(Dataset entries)
=-=-=-=-=

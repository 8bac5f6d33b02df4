use crate::buffer::{HistoryStore, SessionState};
use crate::record::{InputRecord, ServiceInput};
use chrono::Duration;
use tracing::debug;

/// Collapses the events of a user session into one record.
///
/// A session closes once a later record arrives more than the idle
/// timeout after the session's last event. The first record of the
/// session is then emitted with its cluster size set.
#[derive(Debug)]
pub struct ClusteringAnalyzer {
    app_type: String,
    idle_timeout: Duration,
}

impl ClusteringAnalyzer {
    pub fn new(app_type: &str, idle_timeout_secs: u64) -> Self {
        Self {
            app_type: app_type.to_string(),
            idle_timeout: Duration::seconds(idle_timeout_secs as i64),
        }
    }

    pub fn preprocess(&self, rec: InputRecord, history: &mut dyn HistoryStore) -> Vec<InputRecord> {
        let now = rec.time();
        let mut state = history.take_state();

        let expired: Vec<String> = state
            .sessions
            .iter()
            .filter(|(_, s)| now - s.last_seen > self.idle_timeout)
            .map(|(key, _)| key.clone())
            .collect();
        let mut finished: Vec<InputRecord> = expired
            .into_iter()
            .filter_map(|key| state.sessions.remove(&key))
            .map(|session| {
                let mut out = session.record;
                out.set_cluster_size(session.size);
                out
            })
            .collect();
        finished.sort_by_key(|r| r.time());

        let key = rec.clustering_client_id();
        match state.sessions.get_mut(&key) {
            Some(session) => {
                if now > session.last_seen {
                    session.last_seen = now;
                }
                session.size += 1;
            }
            None => {
                state.sessions.insert(
                    key,
                    SessionState {
                        first_seen: now,
                        last_seen: now,
                        size: 1,
                        record: rec,
                    },
                );
            }
        }
        if !finished.is_empty() {
            debug!(
                app_type = %self.app_type,
                closed = finished.len(),
                open = state.sessions.len(),
                "Closed clustered sessions"
            );
        }
        history.set_state(state);
        finished
    }
}
pub mod batch;
pub mod maintenance;
pub mod run;

use crate::config::{load_config, Config, ConfigError};
use crate::notify::{self, NotifyError, Notifier};
use crate::pipeline::supervisor::SupervisorError;
use crate::pipeline::{EnvError, EnvOptions};
use crate::services::ServiceError;
use crate::sink::SinkError;
use crate::source::BatchError;
use crate::storage::WorklogError;
use chrono::{DateTime, FixedOffset, NaiveDateTime, Offset, TimeZone, Utc};
use clap::{Parser, Subcommand};
use std::path::{Path, PathBuf};
use thiserror::Error;
use tokio::task::JoinHandle;
use tracing::info;

#[derive(Debug, Parser)]
#[command(name = "logfeed")]
#[command(about = "Log tailing and analysis feeding a document index and a time-series store", long_about = None)]
pub struct Cli {
    /// Print records instead of writing them, saves no state
    #[arg(long, global = true)]
    pub dry_run: bool,

    /// Start every configured file from its beginning
    #[arg(long, global = true)]
    pub worklog_reset: bool,

    /// Unix timestamp, RFC 3339 or `YYYY-MM-DD HH:MM:SS` in the configured time zone
    #[arg(long, global = true, value_name = "TS")]
    pub from_time: Option<String>,

    #[arg(long, global = true, value_name = "TS")]
    pub to_time: Option<String>,

    /// Run history and analyzers only, write nothing to the sinks
    #[arg(long, global = true)]
    pub analysis_only: bool,

    #[command(subcommand)]
    pub command: Command,
}

#[derive(Debug, Subcommand)]
pub enum Command {
    /// Process the `logFiles` directories once
    Batch { config_path: PathBuf },
    /// Tail the `logTail` files until interrupted
    Tail { config_path: PathBuf },
    /// Set fields of documents selected by `docUpdate`
    Docupdate { config_path: PathBuf },
    /// Remove `docUpdate.removeKey` from selected documents
    Keyremove { config_path: PathBuf },
    Version,
    Mkscript { config_path: PathBuf },
    /// Send a test message through the configured notifiers
    TestNotification { config_path: PathBuf },
}

#[derive(Debug, Error)]
pub enum CliError {
    #[error("config error: {0}")]
    Config(#[from] ConfigError),

    #[error("{0}")]
    Env(#[from] EnvError),

    #[error("tail error: {0}")]
    Supervisor(#[from] SupervisorError),

    #[error("batch error: {0}")]
    Batch(#[from] BatchError),

    #[error("worklog error: {0}")]
    Worklog(#[from] WorklogError),

    #[error("notification error: {0}")]
    Notify(#[from] NotifyError),

    #[error("sink error: {0}")]
    Sink(#[from] SinkError),

    #[error("{0}")]
    Service(#[from] ServiceError),

    #[error("invalid time '{0}', expected a unix timestamp, RFC 3339 or YYYY-MM-DD HH:MM:SS")]
    InvalidTime(String),

    #[error("config has no {0} section")]
    MissingSection(&'static str),

    #[error("action {0} is not supported by this build")]
    ServiceUnsupported(&'static str),
}

/// Global flags resolved against the loaded config
#[derive(Debug, Clone, Default)]
pub struct RunOptions {
    pub dry_run: bool,
    pub worklog_reset: bool,
    pub analysis_only: bool,
    pub from: Option<DateTime<Utc>>,
    pub to: Option<DateTime<Utc>>,
}

impl RunOptions {
    pub fn from_cli(cli: &Cli, config: &Config) -> Result<Self, CliError> {
        let parse = |value: &Option<String>| {
            value
                .as_deref()
                .map(|v| parse_time_arg(v, config.time_zone))
                .transpose()
        };
        Ok(Self {
            dry_run: cli.dry_run,
            worklog_reset: cli.worklog_reset,
            analysis_only: cli.analysis_only,
            from: parse(&cli.from_time)?,
            to: parse(&cli.to_time)?,
        })
    }

    pub fn env_options(&self) -> EnvOptions {
        EnvOptions {
            dry_run: self.dry_run,
            analysis_only: self.analysis_only,
        }
    }
}

/// Parse a `--from-time` / `--to-time` value
pub fn parse_time_arg(value: &str, zone: Option<FixedOffset>) -> Result<DateTime<Utc>, CliError> {
    let value = value.trim();
    if let Ok(ts) = value.parse::<i64>() {
        return Utc
            .timestamp_opt(ts, 0)
            .single()
            .ok_or_else(|| CliError::InvalidTime(value.to_string()));
    }
    if let Ok(dt) = DateTime::parse_from_rfc3339(value) {
        return Ok(dt.with_timezone(&Utc));
    }
    let zone = zone.unwrap_or_else(|| Utc.fix());
    ["%Y-%m-%d %H:%M:%S", "%Y-%m-%dT%H:%M:%S"]
        .iter()
        .find_map(|fmt| NaiveDateTime::parse_from_str(value, fmt).ok())
        .and_then(|naive| zone.from_local_datetime(&naive).single())
        .map(|dt| dt.with_timezone(&Utc))
        .ok_or_else(|| CliError::InvalidTime(value.to_string()))
}

/// Notifier with its worker for the notifiers configured in `config`
pub fn start_notifier(config: &Config) -> Result<(Notifier, JoinHandle<()>), NotifyError> {
    let transport = notify::transport_from_config(config)?;
    Ok(Notifier::spawn(transport, config.notification_tag.clone()))
}

fn load(config_path: &Path) -> Result<Config, CliError> {
    info!(config_path = %config_path.display(), "Loading configuration");
    Ok(load_config(config_path)?)
}

/// Run the selected action
pub async fn dispatch(cli: Cli) -> Result<(), CliError> {
    match &cli.command {
        Command::Version => {
            println!("logfeed {}", env!("CARGO_PKG_VERSION"));
            Ok(())
        }
        Command::Mkscript { .. } => Err(CliError::ServiceUnsupported("mkscript")),
        Command::Tail { config_path } => {
            let config = load(config_path)?;
            let options = RunOptions::from_cli(&cli, &config)?;
            run::run_tail(&config, &options).await
        }
        Command::Batch { config_path } => {
            let config = load(config_path)?;
            let options = RunOptions::from_cli(&cli, &config)?;
            batch::run_batch(&config, &options).await
        }
        Command::Docupdate { config_path } => {
            let config = load(config_path)?;
            maintenance::doc_update(&config, cli.dry_run).await
        }
        Command::Keyremove { config_path } => {
            let config = load(config_path)?;
            maintenance::key_remove(&config, cli.dry_run).await
        }
        Command::TestNotification { config_path } => {
            let config = load(config_path)?;
            maintenance::test_notification(&config).await
        }
    }
}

=-=-=-=-=

Exercise
Please write out exactly the lines from the start of the data through the line that contains "#[derive(Debug)]", both ends included, and nothing else.

Solution to this problem
repository 8bac5f6d33b02df4
use crate::buffer::{HistoryStore, SessionState};
use crate::record::{InputRecord, ServiceInput};
use chrono::Duration;
use tracing::debug;

/// Collapses the events of a user session into one record.
///
/// A session closes once a later record arrives more than the idle
/// timeout after the session's last event. The first record of the
/// session is then emitted with its cluster size set.
#[derive(Debug)]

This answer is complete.